Jakarta - Dunia saat ini tidak sedang baik-baik saja. Setidaknya hal itu dapat dilihat dalam dua indikator: Ancaman pandemi Corona Virus (Covid-19) belum sepenuhnya berakhir dan dampak global perang Rusia-Ukraina. Dua hal ini menjadi penyebab situasi ekonomi global yang imbasnya sudah nampak nyata di depan mata. Angka pengangguran dan kemiskinan meningkat ditambah harga kebutuhan sehari-hari melambung. Tidak selesai sampai di sini, perang telah menjadikan harga minyak dunia melambung. Dampak domino di dalam negeri harga Bahar Bakar Minyak (BBM) ikutan naik.
Dibutuhkan kebijakan ekonomi yang benar-benar pro rakyat selain menggelorakan solidaritas dan empati kepada wong cilik. Bulan Ramadhan saat yang tepat untuk melakukan refleksi personal dan kolektif untuk menyegarkan kembali makna solidaritas, empati, dan keberagamaan kita selama ini. Puasa sejatinya tidak sebatas olah jiwa yang bersifat personal tapi harus dinaikkan kelasnya menjadi ibadah yang berdampak sosial.
Puasa adalah Toleransi
Secara substantif ajaran puasa adalah tradisi religi agama-agama besar di dunia. Secara umum pengertian puasa adalah “menahan” dan “pengendalian diri”. Pengertian harfiah puasa ini sama dengan arti kata toleransi (dari bahasa Latin Tolerantia) yang artinya kesabaran (patience) atau daya tahan, ketahanan (endurance). Puasa dengan kata lain memiliki pengertian sangat dekat dengan sikap toleransi sebagai upaya pengendalian diri. Dalam bahasa agama Islam pengendalian diri dapat diartikan dengan sabar. Orang yang sabar adalah orang yang tengah atau mampu mengendalikan dirinya. Hal ini segaris dengan makna toleransi. Bertoleransi adalah sikap seseorang yang sedang berusaha sekuat tenaga untuk menghormati perbedaan dan menahan diri dari sikap merasa paling benar sendiri. Pada saat yang sama ia menyadari bahwa terdapat kebenaran lain dalam diri orang lain atau kelompok lain yang harus dihormati.
Ajaran puasa sebagai tradisi agama-agama besar secara eksplisit tertuang dalam al-Qur’an (QS. 2: 183). Pada ayat ini Allah menjelaskan bahwa kewajiban puasa berlaku pula bagi ummat-ummat terdahulu.
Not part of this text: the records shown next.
// Copyright (C) 2026 Michael Wilson <mike@mdwn.dev>
//
// This program is free software: you can redistribute it and/or modify it under
// the terms of the GNU General Public License as published by the Free Software
// Foundation, version 3.
//
// This program is distributed in the hope that it will be useful, but WITHOUT
// ANY WARRANTY; without even the implied warranty of MERCHANTABILITY or FITNESS
// FOR A PARTICULAR PURPOSE. See the GNU General Public License for more details.
//
// You should have received a copy of the GNU General Public License along with
// this program. If not, see <https://www.gnu.org/licenses/>.
//
use std::{
    error::Error,
    fmt,
    sync::{
        atomic::{AtomicBool, AtomicU64, Ordering},
        Arc,
    },
    thread,
};

use tracing::{info, span, Level};

use crate::audio::{ActiveStream, RenderHandler};
use crate::config;

const DEFAULT_PERIOD_FRAMES: usize = 512;

/// A mock device. Pulls periods from the handler as fast as it can and throws them away.
#[derive(Clone)]
pub struct Device {
    name: String,
    sample_rate: u32,
    period_frames: usize,
    periods: Arc<AtomicU64>,
}

impl Device {
    /// Gets the given mock device.
    pub fn get(name: &str, config: &config::Audio) -> Device {
        Device {
            name: name.to_string(),
            sample_rate: config.sample_rate(),
            period_frames: config
                .buffer_size()
                .map(|frames| frames as usize)
                .unwrap_or(DEFAULT_PERIOD_FRAMES)
                .max(1),
            periods: Arc::new(AtomicU64::new(0)),
        }
    }

    /// Number of periods pulled from handlers so far.
    pub fn periods(&self) -> u64 {
        self.periods.load(Ordering::Relaxed)
    }
}

struct Stream {
    stop: Arc<AtomicBool>,
    thread: Option<thread::JoinHandle<()>>,
}

impl ActiveStream for Stream {
    fn is_active(&self) -> bool {
        self.thread
            .as_ref()
            .is_some_and(|thread| !thread.is_finished())
    }
}

impl Drop for Stream {
    fn drop(&mut self) {
        self.stop.store(true, Ordering::Relaxed);
        if let Some(thread) = self.thread.take() {
            let _ = thread.join();
        }
    }
}

impl crate::audio::Device for Device {
    fn sample_rate(&self) -> u32 {
        self.sample_rate
    }

    fn start(&self, mut handler: RenderHandler) -> Result<Box<dyn ActiveStream>, Box<dyn Error>> {
        let span = span!(Level::INFO, "start stream (mock)");
        let _enter = span.enter();

        info!(
            device = self.name,
            period_frames = self.period_frames,
            "Starting mock stream."
        );

        let stop = Arc::new(AtomicBool::new(false));
        let thread = {
            let stop = stop.clone();
            let periods = self.periods.clone();
            let mut buffer = vec![0i16; self.period_frames * 2];
            thread::spawn(move || {
                while !stop.load(Ordering::Relaxed) {
                    handler(&mut buffer);
                    periods.fetch_add(1, Ordering::Relaxed);
                    thread::yield_now();
                }
            })
        };

        Ok(Box::new(Stream {
            stop,
            thread: Some(thread),
        }))
    }
}

impl fmt::Display for Device {
    fn fmt(&self, f: &mut fmt::Formatter<'_>) -> fmt::Result {
        write!(f, "{} (Mock)", self.name,)
    }
}

#[cfg(test)]
mod tests {
    use std::sync::atomic::AtomicUsize;

    use super::*;
    use crate::audio::Device as _;
    use crate::testutil::eventually;

    #[test]
    fn test_pulls_until_dropped() {
        let mut config = config::Audio::new("mock-device");
        config.set_buffer_size(64);
        let device = Device::get("mock-device", &config);
        assert_eq!(device.sample_rate(), 48000);
        assert_eq!(device.to_string(), "mock-device (Mock)");

        let frames = Arc::new(AtomicUsize::new(0));
        let stream = {
            let frames = frames.clone();
            device
                .start(Box::new(move |buffer: &mut [i16]| {
                    frames.fetch_add(buffer.len() / 2, Ordering::Relaxed);
                }))
                .unwrap()
        };

        eventually(|| device.periods() >= 10, "mock device never pulled 10 periods");
        assert!(stream.is_active());
        drop(stream);

        let pulled = device.periods();
        assert_eq!(frames.load(Ordering::Relaxed), pulled as usize * 64);
        assert_eq!(device.periods(), pulled);
    }
}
Ajaran menahan hawa nafsu dalam ritual puasa dalam Islam berkembang menjadi metoda pembersihan diri (tazkiyat an-Nafsi). Upaya pembersihan diri ini dapat berupa amalan-amalan olah spiritual yang banyak dilakukan kalangan penganut jalan spiritual (tasawwuf) dan kelompok-kelompok sufi atau tarekat.
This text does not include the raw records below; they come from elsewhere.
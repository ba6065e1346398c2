// Copyright (C) 2026 Michael Wilson <mike@mdwn.dev>
//
// This program is free software: you can redistribute it and/or modify it under
// the terms of the GNU General Public License as published by the Free Software
// Foundation, version 3.
//
// This program is distributed in the hope that it will be useful, but WITHOUT
// ANY WARRANTY; without even the implied warranty of MERCHANTABILITY or FITNESS
// FOR A PARTICULAR PURPOSE. See the GNU General Public License for more details.
//
// You should have received a copy of the GNU General Public License along with
// this program. If not, see <https://www.gnu.org/licenses/>.
//
use tracing::{debug, info};

use crate::chip::{
    slot, CHANNELS, KEY_ON_ALL_OPERATORS, OPERATORS, REG_AMS_D1R, REG_D1L_RR, REG_DT1_MUL,
    REG_DT2_D2R, REG_KEY_CODE, REG_KEY_FRACTION, REG_KEY_ON, REG_KS_AR, REG_PMS_AMS,
    REG_RL_FB_CONNECT, REG_TOTAL_LEVEL,
};
use crate::events::EventStream;
use crate::timing::ChipTiming;

#[derive(Debug, Clone, PartialEq, Eq, thiserror::Error)]
pub enum CompileError {
    #[error("channel {0} is out of range, the chip has channels 0-7")]
    InvalidChannel(u8),

    #[error("note {index} is on channel {note}, but the voice is loaded on channel {score}")]
    ChannelMismatch { index: usize, note: u8, score: u8 },
}

/// Maps a semitone above C# to the chip's note field, which skips codes 3, 7, 11 and 15.
const NOTE_TABLE: [u8; 12] = [0, 1, 2, 4, 5, 6, 8, 9, 10, 12, 13, 14];

const MAX_OCTAVE: u8 = 7;

/// Converts a MIDI note number into the chip's key code.
///
/// The chip's octave starts at C#, so the note is lowered by one semitone before
/// splitting it into octave and note. MIDI 69 (A4) maps to 0x4A. Out of range
/// octaves clamp instead of wrapping.
pub fn midi_to_key_code(midi_note: u8) -> u8 {
    let adjusted = midi_note.saturating_sub(1);
    let octave = (adjusted / 12).saturating_sub(1).min(MAX_OCTAVE);
    let note = NOTE_TABLE[usize::from(adjusted % 12)];
    (octave << 4) | note
}

/// Register values for one operator slot.
#[derive(Debug, Clone, Copy, PartialEq, Eq)]
pub struct Operator {
    pub dt1_mul: u8,
    pub total_level: u8,
    pub ks_ar: u8,
    pub ams_d1r: u8,
    pub dt2_d2r: u8,
    pub d1l_rr: u8,
}

/// A channel voice: routing, algorithm and the four operators' envelopes.
#[derive(Debug, Clone, Copy, PartialEq, Eq)]
pub struct Voice {
    pub rl_fb_connect: u8,
    pub pms_ams: u8,
    pub operators: [Operator; OPERATORS as usize],
}

impl Default for Voice {
    /// Both outputs, algorithm 7, with only operator 1 audible. Produces a
    /// plain sine at the key code's pitch.
    fn default() -> Self {
        let operator = |total_level| Operator {
            dt1_mul: 0x01,
            total_level,
            ks_ar: 0x1F,
            ams_d1r: 0x05,
            dt2_d2r: 0x05,
            d1l_rr: 0xF7,
        };

        Voice {
            rl_fb_connect: 0xC7,
            pms_ams: 0x00,
            operators: [operator(0x00), operator(0x7F), operator(0x7F), operator(0x7F)],
        }
    }
}

/// A single note. Times are native sample indices. The channel must match the
/// score's channel.
#[derive(Debug, Clone, Copy, PartialEq, Eq)]
pub struct Note {
    pub midi_note: u8,
    pub channel: u8,
    pub start: u32,
    pub duration: u32,
}

impl Note {
    pub fn end(&self) -> u32 {
        self.start.saturating_add(self.duration)
    }
}

/// A voice assigned to a channel (0-7) and the notes played on it.
#[derive(Debug, Clone, PartialEq, Eq)]
pub struct Score {
    pub channel: u8,
    pub voice: Voice,
    pub notes: Vec<Note>,
}

impl Score {
    /// C4, E4, G4 and B4 as consecutive quarter notes on channel 0.
    pub fn demo(timing: &ChipTiming, bpm: u32) -> Score {
        let quarter = timing.quarter_note_samples(bpm);
        let notes = [60u8, 64, 67, 71]
            .into_iter()
            .zip(0u32..)
            .map(|(midi_note, i)| Note {
                midi_note,
                channel: 0,
                start: i * quarter,
                duration: quarter,
            })
            .collect();

        Score {
            channel: 0,
            voice: Voice::default(),
            notes,
        }
    }

    /// One note on channel 0 starting at sample 0.
    pub fn single_note(midi_note: u8, duration: u32) -> Score {
        Score {
            channel: 0,
            voice: Voice::default(),
            notes: vec![Note {
                midi_note,
                channel: 0,
                start: 0,
                duration,
            }],
        }
    }
}

/// Expands a score into logical register writes, ordered by time.
///
/// All channels are keyed off and the score's voice is loaded at sample 0. Each
/// note then sets its pitch and keys on at its start and keys off at its end.
///
/// Fails if the score's channel doesn't exist or a note is on a channel other
/// than the one the voice is loaded on.
pub fn compile_pass1(score: &Score) -> Result<EventStream, CompileError> {
    let channel = score.channel;
    if channel >= CHANNELS {
        return Err(CompileError::InvalidChannel(channel));
    }
    if let Some((index, note)) = score
        .notes
        .iter()
        .enumerate()
        .find(|(_, note)| note.channel != channel)
    {
        return Err(CompileError::ChannelMismatch {
            index,
            note: note.channel,
            score: channel,
        });
    }

    let mut events = EventStream::with_capacity(34 + score.notes.len() * 4);
    let voice = &score.voice;

    for ch in 0..CHANNELS {
        events.push_write(0, REG_KEY_ON, ch);
    }
    events.push_write(0, REG_RL_FB_CONNECT + channel, voice.rl_fb_connect);
    events.push_write(0, REG_PMS_AMS + channel, voice.pms_ams);
    for (op, operator) in (0..OPERATORS).zip(voice.operators.iter()) {
        let slot = slot(channel, op);
        events.push_write(0, REG_DT1_MUL + slot, operator.dt1_mul);
        events.push_write(0, REG_TOTAL_LEVEL + slot, operator.total_level);
        events.push_write(0, REG_KS_AR + slot, operator.ks_ar);
        events.push_write(0, REG_AMS_D1R + slot, operator.ams_d1r);
        events.push_write(0, REG_DT2_D2R + slot, operator.dt2_d2r);
        events.push_write(0, REG_D1L_RR + slot, operator.d1l_rr);
    }

    for note in &score.notes {
        let ch = note.channel;
        let key_code = midi_to_key_code(note.midi_note);
        debug!(
            midi_note = note.midi_note,
            start = note.start,
            key_code = format!("0x{:02X}", key_code),
            "Compiling note."
        );

        events.push_write(note.start, REG_KEY_CODE + ch, key_code);
        events.push_write(note.start, REG_KEY_FRACTION + ch, 0x00);
        events.push_write(note.start, REG_KEY_ON, KEY_ON_ALL_OPERATORS | ch);
        events.push_write(note.end(), REG_KEY_ON, ch);
    }

    events.sort_by_time();
    info!(events = events.len(), notes = score.notes.len(), "Pass 1 complete.");
    Ok(events)
}

#[cfg(test)]
mod tests {
    use super::*;

    #[test]
    fn test_midi_to_key_code() {
        assert_eq!(midi_to_key_code(69), 0x4A);
        assert_eq!(midi_to_key_code(60), 0x3E);
        assert_eq!(midi_to_key_code(61), 0x40);
        assert_eq!(midi_to_key_code(64), 0x44);
        assert_eq!(midi_to_key_code(67), 0x48);
        assert_eq!(midi_to_key_code(71), 0x4D);
        assert_eq!(midi_to_key_code(81), 0x5A);
    }

    #[test]
    fn test_midi_to_key_code_clamps() {
        assert_eq!(midi_to_key_code(0), 0x00);
        assert_eq!(midi_to_key_code(1), 0x00);
        assert_eq!(midi_to_key_code(12), 0x0E);
        assert_eq!(midi_to_key_code(127) >> 4, 7);
        assert_eq!(midi_to_key_code(127), 0x78);
    }

    #[test]
    fn test_demo_setup() {
        let events = compile_pass1(&Score::demo(&ChipTiming::default(), 120)).unwrap();
        assert_eq!(events.len(), 50);
        assert!(events.is_time_ordered());

        for ch in 0..8u8 {
            let event = events.get(usize::from(ch)).unwrap();
            assert_eq!((event.sample_time, event.address, event.data), (0, 0x08, ch));
        }
        assert_eq!(events.get(8).unwrap().address, 0x20);
        assert_eq!(events.get(8).unwrap().data, 0xC7);
        assert_eq!(events.get(9).unwrap().address, 0x38);

        // Operator slots 0, 8, 16 and 24 are loaded in turn.
        let total_levels: Vec<(u8, u8)> = events
            .iter()
            .filter(|e| (0x60..0x80).contains(&e.address))
            .map(|e| (e.address, e.data))
            .collect();
        assert_eq!(
            total_levels,
            vec![(0x60, 0x00), (0x68, 0x7F), (0x70, 0x7F), (0x78, 0x7F)]
        );
        assert!(events.iter().take(34).all(|e| e.sample_time == 0));
        assert!(events.iter().all(|e| !e.is_data_phase));
    }

    #[test]
    fn test_demo_notes() {
        let timing = ChipTiming::default();
        let events = compile_pass1(&Score::demo(&timing, 120)).unwrap();
        let q = 27965;

        let key_ons: Vec<u32> = events
            .iter()
            .filter(|e| e.address == 0x08 && e.data == 0x78)
            .map(|e| e.sample_time)
            .collect();
        assert_eq!(key_ons, vec![0, q, 2 * q, 3 * q]);

        let key_offs: Vec<u32> = events
            .iter()
            .skip(34)
            .filter(|e| e.address == 0x08 && e.data == 0x00)
            .map(|e| e.sample_time)
            .collect();
        assert_eq!(key_offs, vec![q, 2 * q, 3 * q, 4 * q]);

        let key_codes: Vec<u8> = events
            .iter()
            .filter(|e| e.address == 0x28)
            .map(|e| e.data)
            .collect();
        assert_eq!(key_codes, vec![0x3E, 0x44, 0x48, 0x4D]);
        assert!(events
            .iter()
            .filter(|e| e.address == 0x30)
            .all(|e| e.data == 0));
    }

    #[test]
    fn test_key_off_precedes_next_note() {
        let events = compile_pass1(&Score::demo(&ChipTiming::default(), 120)).unwrap();
        let at_q: Vec<(u8, u8)> = events
            .iter()
            .filter(|e| e.sample_time == 27965)
            .map(|e| (e.address, e.data))
            .collect();
        assert_eq!(at_q, vec![(0x08, 0x00), (0x28, 0x44), (0x30, 0x00), (0x08, 0x78)]);
    }

    #[test]
    fn test_unordered_notes_are_sorted() {
        let mut score = Score::single_note(69, 100);
        score.notes.insert(
            0,
            Note {
                midi_note: 60,
                channel: 0,
                start: 500,
                duration: 100,
            },
        );

        let events = compile_pass1(&score).unwrap();
        assert!(events.is_time_ordered());
        let key_codes: Vec<u8> = events
            .iter()
            .filter(|e| e.address == 0x28)
            .map(|e| e.data)
            .collect();
        assert_eq!(key_codes, vec![0x4A, 0x3E]);
    }

    #[test]
    fn test_rejects_bad_channels() {
        let mut score = Score::single_note(69, 100);
        score.channel = 8;
        assert_eq!(compile_pass1(&score), Err(CompileError::InvalidChannel(8)));

        let mut score = Score::single_note(69, 100);
        score.notes.push(Note {
            midi_note: 60,
            channel: 3,
            start: 200,
            duration: 100,
        });
        assert_eq!(
            compile_pass1(&score),
            Err(CompileError::ChannelMismatch {
                index: 1,
                note: 3,
                score: 0
            })
        );
    }

    #[test]
    fn test_compiles_on_other_channels() {
        let mut score = Score::single_note(69, 100);
        score.channel = 5;
        score.notes[0].channel = 5;

        let events = compile_pass1(&score).unwrap();
        assert!(events
            .iter()
            .any(|e| (e.address, e.data) == (0x28 + 5, 0x4A)));
        assert!(events
            .iter()
            .any(|e| (e.address, e.data) == (0x08, 0x78 | 5)));
        assert!(events
            .iter()
            .any(|e| (e.address, e.data) == (0x20 + 5, 0xC7)));
    }
}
Menurut Imam al-Ghazali (wafat 1111), puasa merupakan sebagian dari kesabaran yang pahalanya tak terhingga. Puasa identik dengan kesabaran yang tak mengenal batas, upaya yang bersifat terus menerus tak kenal henti, karenanya pahala orang yang sabar tidak terbatas. Hal ini sebagaimana digambarkan dalam Al-Qurán (QS. 39:10) bahwa hanya orang-orang yang bersabarlah yang pahalanya tanpa batas. Penisbatan puasa dengan sabar inilah telah menempatkan ibadah puasa Ramadhan begitu istimewa dalam Islam. Saking istimewanya puasa Ramadhan di banding ibadah yang lain, jika ia dilakukan dengan ikhlas semata mengharap keridhaan Allah SWT maka hanya Dialah yang memberi pahalanya.
Jaminan Allah ini terjadi karena puasa berbeda dengan jenis ibadah lainnya yang terbuka terhadap pamrih lingkungan. Sebaliknya puasa, dengan pengertian tidak sekadar menahan makan, minum dan berhubungan biologis, adalah ibadah yang bersifat personal meskipun dilakukan berjamaah.
Sebagai ibadah personal puasa identik dengan olah kalbu untuk mendekatkan kesadaran diri hanya kepada Sang Khalik. Pada tingkatan ini makna bersabar tidak semata menahan diri dari perbuatan yang dapat membatalkan ibadah puasa seperti bergunjing, berdusta, tetapi berusaha sekuat tenaga untuk tidak melakukan kekerasan terhadap orang lain baik verbal maupun non-verbal. Puasa level ini sangatlah jelas memiliki dimensi sosial yang luas. Inilah puasa kelas istimewa, puasa publik.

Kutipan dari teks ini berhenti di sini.